The Mobile Marketing Assn., an advocate for mobile-phone advertisers, announced late last year improved standards for clearer communication between marketers and consumers.

The group asserts all segments of the marketplace must adopt an “accepted understanding as to how consumer information is collected and used for the purposes of relevant value exchange within a mobile-marketing context and across market sectors.”

Data compiled by the Nielsen Co. shows smartphones represented 23% of the U.S. mobile market in second-quarter 2010.

Meanwhile, mobile Internet users grew from 50.9 million in 2008 to 85.5 million last year, according to data gathered by the eMarketer Report, an online firm that does research on and analysis of digital marketing.

Mobile devices are not governed by the same regulatory standards that ward off outside intrusions from traditional computers.

Recent analysis by the Center for Automotive Embedded Systems Security, a collaborative project between the University of California San Diego and University of Washington, concludes onboard vehicle computer systems will be increasingly vulnerable to malicious attacks as user connective technology expands.

In their study, “Experimental Security Analysis of a Modern Automobile,” project researchers note a hacker able to infiltrate a vehicle’s electronic controls “can leverage this ability to completely circumvent a broad array of safety-critical systems” and possibly initiate “an attack that embeds malicious code in a car’s telematics unit.”

Mercedes’ “mbrace” with smartphone capability not supported by unauthorized apps, Hughes Telematics marketing chief says.

A recent Wall Street Journal study found of the 101 smartphone apps the newspaper tested, 51 used on Apple Inc.’s iPhone and 50 on Google Inc.’s new Android smartphones, transmitted varying amounts of unique information to third parties without user awareness or approval.

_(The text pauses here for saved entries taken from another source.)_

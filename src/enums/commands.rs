use crate::enums::report_format::ReportFormat;
use clap::Subcommand;
use std::path::PathBuf;

#[derive(Subcommand)]
pub enum Commands {
    /// Write a commented sample configuration file
    Init,
    /// Analyze a file or directory and print a report to stdout
    Analyze {
        /// File or directory to analyze
        path: PathBuf,
        #[clap(short, long)]
        model: Option<String>,
        /// Recurse into subdirectories when the target is a directory
        #[clap(short, long)]
        recursive: bool,
        /// Also save the report to a file
        #[clap(short, long)]
        output: Option<PathBuf>,
        #[clap(long, value_enum, default_value_t = ReportFormat::Text)]
        format: ReportFormat,
        /// Skip the AI pass and report static findings only
        #[clap(long)]
        no_ai: bool,
        #[clap(long)]
        no_security_scan: bool,
        #[clap(long)]
        no_performance_scan: bool,
    },
    /// Watch a file or directory and re-analyze on change (debounced)
    Watch {
        path: PathBuf,
        #[clap(short, long)]
        model: Option<String>,
        /// Override the configured debounce delay
        #[clap(long)]
        delay_ms: Option<u64>,
    },
    /// List known AI models by provider
    ListModels {
        /// Query the local Ollama daemon for installed models instead
        #[clap(long)]
        installed: bool,
    },
    /// Validate the configuration file
    Validate,
}
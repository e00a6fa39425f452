// Copyright 2025 the Understory Authors
// SPDX-License-Identifier: Apache-2.0 OR MIT

#![cfg(feature = "compare_rstar")]

use criterion::{BatchSize, Criterion, Throughput, black_box, criterion_group, criterion_main};
use kurbo::{Rect, Size};
use understory_quadtree::{QuadTree, QuadTreeConfig};

use rstar::primitives::Rectangle;
use rstar::{AABB, RTree};

fn gen_grid_rects(n: usize, cell: f64) -> Vec<Rect> {
    let mut out = Vec::with_capacity(n * n);
    for y in 0..n {
        for x in 0..n {
            let x0 = x as f64 * cell;
            let y0 = y as f64 * cell;
            out.push(Rect::from_origin_size((x0, y0), (cell, cell)));
        }
    }
    out
}

fn to_rstar_rects(v: &[Rect]) -> Vec<Rectangle<[f64; 2]>> {
    v.iter()
        .map(|r| Rectangle::from_corners([r.x0, r.y0], [r.x1, r.y1]))
        .collect()
}

fn bench_rstar_compare(c: &mut Criterion) {
    let mut group = c.benchmark_group("rstar_compare");
    for &n in &[64usize, 128] {
        let rects = gen_grid_rects(n, 10.0);
        let query = Rect::from_origin_size((100.0, 100.0), (400.0, 400.0));
        group.throughput(Throughput::Elements((n * n) as u64));

        group.bench_function(format!("quadtree_build_query_n{}", n), |b| {
            b.iter(|| {
                let config = QuadTreeConfig::new(Size::new(10.0, 10.0), 8);
                let mut tree = QuadTree::<Rect>::with_config(config).unwrap();
                for r in &rects {
                    tree.insert(*r);
                }
                let hits: usize = tree.query(query).count();
                black_box(hits);
            });
        });

        group.bench_function(format!("rstar_build_query_n{}", n), |b| {
            b.iter_batched(
                || to_rstar_rects(&rects),
                |rectangles| {
                    let mut tree = RTree::new();
                    for r in rectangles {
                        tree.insert(r);
                    }
                    let aabb = AABB::from_corners([query.x0, query.y0], [query.x1, query.y1]);
                    let hits: usize = tree.locate_in_envelope_intersecting(&aabb).count();
                    black_box(hits);
                },
                BatchSize::SmallInput,
            );
        });
    }
    group.finish();
}

criterion_group!(benches, bench_rstar_compare);
criterion_main!(benches);
// Copyright 2025 the Understory Authors
// SPDX-License-Identifier: Apache-2.0 OR MIT

//! Tree configuration.

use kurbo::Size;

use crate::error::QuadTreeError;

/// Split and merge parameters of a [`QuadTree`](crate::QuadTree).
#[derive(Copy, Clone, Debug, PartialEq)]
pub struct QuadTreeConfig {
    /// Smallest node size. A node whose quarters would be narrower or shorter
    /// than this stays a leaf no matter how many objects it holds.
    /// The initial root is also sized in multiples of this extent.
    pub min_leaf_size: Size,
    /// A leaf splits when an insert would push its object count above this.
    /// A subtree merges back into its top node once its total count drops to this or below.
    pub max_objects_per_leaf: usize,
}

impl Default for QuadTreeConfig {
    fn default() -> Self {
        Self {
            min_leaf_size: Size::new(32.0, 32.0),
            max_objects_per_leaf: 8,
        }
    }
}

impl QuadTreeConfig {
    /// Create a configuration from its two parameters.
    pub const fn new(min_leaf_size: Size, max_objects_per_leaf: usize) -> Self {
        Self {
            min_leaf_size,
            max_objects_per_leaf,
        }
    }

    /// Replace the minimum leaf size.
    #[must_use]
    pub const fn with_min_leaf_size(mut self, min_leaf_size: Size) -> Self {
        self.min_leaf_size = min_leaf_size;
        self
    }

    /// Replace the per-leaf object threshold.
    #[must_use]
    pub const fn with_max_objects_per_leaf(mut self, max_objects_per_leaf: usize) -> Self {
        self.max_objects_per_leaf = max_objects_per_leaf;
        self
    }

    /// Check that the parameters describe a usable tree.
    pub fn validate(&self) -> Result<(), QuadTreeError> {
        let Size { width, height } = self.min_leaf_size;
        if !(width.is_finite() && height.is_finite()) {
            return Err(QuadTreeError::InvalidConfig("min_leaf_size must be finite"));
        }
        if width <= 0.0 || height <= 0.0 {
            return Err(QuadTreeError::InvalidConfig(
                "min_leaf_size must be strictly positive",
            ));
        }
        if self.max_objects_per_leaf == 0 {
            return Err(QuadTreeError::InvalidConfig(
                "max_objects_per_leaf must be at least 1",
            ));
        }
        Ok(())
    }
}
// Copyright 2025 the Understory Authors
// SPDX-License-Identifier: Apache-2.0 OR MIT

// After you edit the crate's doc comment, run this command, then check README.md for any missing links
// cargo rdme --workspace-project=understory_quadtree --heading-base-level=0

//! Understory Quadtree: an adaptive region quadtree for moving AABBs.
//!
//! Understory Quadtree is a broad-phase building block for collision detection and visibility culling
//! where objects move every frame and the index must stay correct without rebuilds.
//!
//! - Insert, move, and remove objects that expose a [`Bounded::bounds`] rectangle.
//! - Query by intersecting rectangle or by point. Results are exact, not a superset.
//! - The root is created on first insert and grows by doubling toward objects outside it.
//! - Leaves split into four equal quadrants when they overflow, and subtrees merge back
//!   once their population drops to the split threshold.
//!
//! Geometry comes from Kurbo: bounds are [`kurbo::Rect`], the minimum leaf size is a [`kurbo::Size`].
//! Float inputs are assumed to be finite (no NaNs, no infinities).
//!
//! ## Structure
//!
//! Every node covers a rectangle and has either no children or exactly four, one per [`Quadrant`],
//! quartering its rectangle. An object is stored at the deepest node whose rectangle fully contains it,
//! so objects straddling a split line stay at the parent. The tree keeps a lookup from each
//! [`ObjectId`] to the node storing it; this is what makes moves and removals cheap.
//!
//! ## Rules
//!
//! - **Split**: inserting into a leaf that already holds
//!   [`max_objects_per_leaf`](QuadTreeConfig::max_objects_per_leaf) objects quarters it, unless the quarters
//!   would be smaller than [`min_leaf_size`](QuadTreeConfig::min_leaf_size). Objects that fit a quarter
//!   move down.
//! - **Root expansion**: while the root does not contain a new object, a root twice as wide and tall is
//!   created toward the object, and the old root becomes its opposite quadrant.
//! - **Merge-back**: after a removal or a move, any subtree holding at most `max_objects_per_leaf` objects
//!   is collapsed into its top node, walking up to the root.
//! - **Root shrink**: when all objects live in a single quadrant of the root, that quadrant becomes the root.
//!
//! ## Moving objects
//!
//! The tree reads an object's bounds when it is inserted and when it is told they changed:
//! - [`QuadTree::modify`] mutates an owned object and updates its placement in one call.
//! - [`QuadTree::relocate`] is for objects whose bounds change behind a shared handle,
//!   such as `Rc<Cell<Rect>>`.
//!
//! If the new bounds still fit the object's leaf, nothing structural happens.
//!
//! # Example
//!
//! ```rust
//! use kurbo::{Rect, Size};
//! use understory_quadtree::{QuadTree, QuadTreeConfig};
//!
//! let config = QuadTreeConfig::new(Size::new(10.0, 10.0), 2);
//! let mut tree: QuadTree<Rect> = QuadTree::with_config(config).unwrap();
//!
//! let a = tree.insert(Rect::new(0.0, 0.0, 5.0, 5.0));
//! let b = tree.insert(Rect::new(5.0, 0.0, 10.0, 5.0));
//! let c = tree.insert(Rect::new(0.0, 5.0, 5.0, 10.0));
//!
//! // All three overlap the query.
//! assert_eq!(tree.query(Rect::new(0.0, 0.0, 10.0, 10.0)).count(), 3);
//!
//! // Move `a` far away; the root grows to follow it.
//! tree.modify(a, |r| *r = Rect::new(500.0, 500.0, 505.0, 505.0)).unwrap();
//! let hits: Vec<_> = tree.query(Rect::new(490.0, 490.0, 510.0, 510.0)).collect();
//! assert_eq!(hits.len(), 1);
//! assert_eq!(hits[0].0, a);
//!
//! // Removing objects merges the split-up tree back together.
//! tree.remove(b).unwrap();
//! tree.remove(c).unwrap();
//! assert_eq!(tree.object_count(), 1);
//! assert_eq!(tree.node_count(), 1);
//! ```
//!
//! Objects with shared, externally mutated bounds use [`QuadTree::relocate`]:
//!
//! ```rust
//! use std::cell::Cell;
//! use std::rc::Rc;
//!
//! use kurbo::Rect;
//! use understory_quadtree::QuadTree;
//!
//! let body = Rc::new(Cell::new(Rect::new(0.0, 0.0, 4.0, 4.0)));
//! let mut tree: QuadTree<Rc<Cell<Rect>>> = QuadTree::new();
//! let id = tree.insert(body.clone());
//!
//! body.set(Rect::new(300.0, 0.0, 304.0, 4.0));
//! tree.relocate(id).unwrap();
//! assert_eq!(tree.query(Rect::new(299.0, 0.0, 301.0, 1.0)).count(), 1);
//! ```
//!
//! ## Logging
//!
//! Structural changes (root creation, expansion and shrink, splits, merges) are reported at
//! `debug` level through the [`log`] facade; per-object moves at `trace` level.
//!
//! This crate is `no_std` and uses `alloc`.

#![no_std]

extern crate alloc;

mod arena;
pub mod bounded;
pub mod config;
pub mod error;
mod node;
pub mod tree;
pub mod types;
mod util;

pub use bounded::Bounded;
pub use config::QuadTreeConfig;
pub use error::QuadTreeError;
pub use tree::QuadTree;
pub use types::{ObjectId, Quadrant};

This included the user’s identification, location and personal data.

“Do we have to consider stuff like that? Yes,” Vijay Iyer, global director-communications for OnStar Corp. tells Ward’s in a phone interview from Germany. “That’s where we build on our understanding of potential threats.”

Iyer says OnStar, which provides subscription-based telematics services to General Motors Co. and Saab Automobile AB vehicles, last summer unveiled a new marketing campaign built around greater social-network connectivity and OnStar MyLink apps, which offer users expanded remote control over automobile functions.

The apps work on iPhone and Android smartphones, as well.

However, Iyer says since its inception in 1995, OnStar has evolved a “multilayered safety system” of encrypted transmission and back-end access codes that make the closed-service system “virtually impossible” to access by unauthorized programs or outside observers.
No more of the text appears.